Texas’s Supreme Court has cleared the state to continue its child abuse investigations against parents who help their transgender children get gender-affirming care, reversing a temporary injunction Friday.

The state’s child welfare agency is still blocked from investigating the family of a transgender child who sued the state in March, but is allowed to investigate other families, according to the ruling. The court also affirmed that state agencies do not have to follow directives from Attorney General Ken Paxton or Gov. Gregg Abott (R) to carry out such investigations.  

In February, Abbott sent a letter to state agencies directing them to investigate gender-affirming care for transgender children as child abuse. Following that letter, Paxton issued a lengthy opinion on whether certain medical procedures performed on children constitute child abuse. He cited chapter 261 of the Texas Family Code saying certain sex change procedures and treatments, when performed on children, can legally constitute child abuse. 

The American Civil Liberties Union (ACLU) of Texas and Lamda Legal quickly filed a lawsuit on behalf of the mother of a 16-year-old transgender youth who says the state’s Department of Family and Protective Services (DFPS) investigated her following Abbott’s letter. 

The lawsuit asked for an emergency order to be issued to ensure an injunction was put in place during the appeals process.  

The injunction was granted in March, despite pushback from Texas Attorney General Ken Paxton (R), who said on Twitter, “Democrat judge tries to halt legal and necessary investigations into those trying to abuse our kids through ‘trans’ surgeries and prescription drugs. I’m appealing. I’ll win this fight to protect our Texas children.” 

Notably, the state Supreme Court concluded in this latest ruling that Abbott’s letter to Texas’ DFPS was not legally binding and that state agencies were not obligated to follow it: “The governor and the attorney general were certainly well within their rights to state their legal and policy views on this topic, but DFPS was not compelled by law to follow them.” 

The ACLU of Texas called the Supreme Court’s decision a win, publishing a series of statements on Twitter which said in part, “Today’s decision is a win for our clients and the rule of law. The court made clear that the governor’s letter and attorney general’s opinion targeting transgender youth are just that: opinions. Neither change Texas law.” 

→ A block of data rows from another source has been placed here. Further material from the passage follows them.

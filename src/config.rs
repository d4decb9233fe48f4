//! Configuration loading and defaults for usb-sentry.

use anyhow::{Context, Result};
use serde::{Deserialize, Serialize};
use std::path::{Path, PathBuf};
use std::time::Duration;

use crate::enumerate::IdMatch;

/// Default location of the USB device tree on Linux.
pub const DEFAULT_SYSFS_ROOT: &str = "/sys/bus/usb/devices";

/// Main configuration for usb-sentry.
#[derive(Debug, Clone, Serialize, Deserialize)]
#[serde(default)]
pub struct Config {
    /// Interval between device polls in milliseconds (default: 1000).
    pub poll_interval_ms: u64,

    /// Settle window before committing a presence change (default: 5000).
    pub debounce_ms: u64,

    /// Delay after a resume-from-sleep signal before enforcing (default: 1000).
    pub resume_settle_ms: u64,

    /// How tracked ids are matched against enumerated instance ids.
    pub id_match: IdMatch,

    /// Path to the tracked-device directory file.
    /// If unset, uses `<config_dir>/usb-sentry/devices.toml`.
    pub directory_path: Option<PathBuf>,

    /// Command template used to enable/disable a device.
    /// First element is the program. Placeholders: {id} {action} {Action} {flag} {root}.
    pub toggle_command: Option<Vec<String>>,

    /// Root of the USB device tree in sysfs (Linux only).
    pub sysfs_root: PathBuf,

    /// Dry run mode: log toggle commands instead of executing.
    pub dry_run: bool,
}

impl Default for Config {
    fn default() -> Self {
        Self {
            poll_interval_ms: 1000,
            debounce_ms: 5000,
            resume_settle_ms: 1000,
            id_match: IdMatch::default(),
            directory_path: None,
            toggle_command: None,
            sysfs_root: PathBuf::from(DEFAULT_SYSFS_ROOT),
            dry_run: false,
        }
    }
}

impl Config {
    /// Load configuration from a file path.
    pub fn load(path: &Path) -> Result<Self> {
        let content = std::fs::read_to_string(path)
            .with_context(|| format!("Failed to read config file: {}", path.display()))?;
        let config: Config = toml::from_str(&content)
            .with_context(|| format!("Failed to parse config file: {}", path.display()))?;
        config.validate()?;
        Ok(config)
    }

    /// Load configuration from the default path, or return defaults if not found.
    pub fn load_or_default(path: Option<&Path>) -> Result<Self> {
        if let Some(p) = path {
            return Self::load(p);
        }

        if let Some(config_dir) = dirs::config_dir() {
            let default_path = config_dir.join("usb-sentry").join("config.toml");
            if default_path.exists() {
                return Self::load(&default_path);
            }
        }

        Ok(Self::default())
    }

    /// Reject values the monitor cannot run with.
    pub fn validate(&self) -> Result<()> {
        if self.poll_interval_ms == 0 {
            anyhow::bail!("poll_interval_ms must be greater than zero");
        }
        if self.debounce_ms == 0 {
            anyhow::bail!("debounce_ms must be greater than zero");
        }
        if let Some(ref command) = self.toggle_command
            && command.first().is_none_or(|program| program.trim().is_empty())
        {
            anyhow::bail!("toggle_command must name a program");
        }
        Ok(())
    }

    /// Resolve the directory file path.
    pub fn directory_path(&self) -> Option<PathBuf> {
        self.directory_path.clone().or_else(|| {
            dirs::config_dir().map(|dir| dir.join("usb-sentry").join("devices.toml"))
        })
    }

    pub fn poll_interval(&self) -> Duration {
        Duration::from_millis(self.poll_interval_ms)
    }

    pub fn debounce(&self) -> Duration {
        Duration::from_millis(self.debounce_ms)
    }

    pub fn resume_settle(&self) -> Duration {
        Duration::from_millis(self.resume_settle_ms)
    }
}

The group also noted that, “denying healthcare to trans kids is life-threatening. As calls to mental health and crisis hotlines have skyrocketed throughout the state, it is immeasurably cruel for politicians to continue these heartless attacks.” 

Paxton also viewed the Supreme Court’s ruling as a win, issuing a statement on Twitter, “Just secured a win for families against the gender ideology of doctors, big pharma, clinics trying to ‘trans’ confused innocent children. SCOTX green-lighted investigations that lower Dem courts froze.” 

“’Transing’ kids through surgery/drugs are abuse & I’ll do all I can to stop it,” continued Paxton. 

Megan Mooney, a licensed psychologist who is a mandatory reporter under Texas law, said she could not comply with the governor’s directive without harming her clients and violating her ethical obligation, according to the ACLU. Mooney was listed as a plaintiff in the lawsuit. 

Texas isn’t the only state targeting gender-affirming care. Alabama Gov. Kay Ivey (R) also signed a measure into law that criminalizes gender-affirming care for transgender and nonbinary minors. Doctors in the state who provide or recommend puberty blockers, hormone therapies or other interventions to patients younger than 19-year-old risk committing a felony punishable by up to a decade in prison. 

When signing the bill into law, Ivey said, “I believe very strongly that if the Good Lord made you a boy, you are a boy, and if he made you a girl, you are a girl.” 

Alabama’s law also immediately faced legal action, with multiple suits filed by physicians, families and LGBTQ+ advocacy groups who claim it threatens the health and well-being of transgender and nonbinary children. 

An annual report from the Trevor Project found close to two-thirds of LGBTQ+ youth reported experiencing symptoms of anxiety this year, up slightly over last year’s 72 percent. LBTQ+ youth who seriously considered taking their own life jumped up to 45 percent, up from 40 percent in 202 and 42 percent in 2021. 

The White House has even sounded the alarm on legislation targeting LGBTQ+ youth, with Assistant Health Secretary Rachel Levine saying trans youth are being, “driven to depths of despair,” and committing suicide at alarming rates.  

Levine herself is openly transgender, the first for a federal official to be confirmed by the U.S. Senate. She was also a doctor for decades before becoming Pennsylvania’s secretary of health. 

“Gender-affirming care is medical care. It is mental health care. It is suicide prevention care. It improves quality of life, and it saves lives,” said Levine during the Out For Health Conference in April.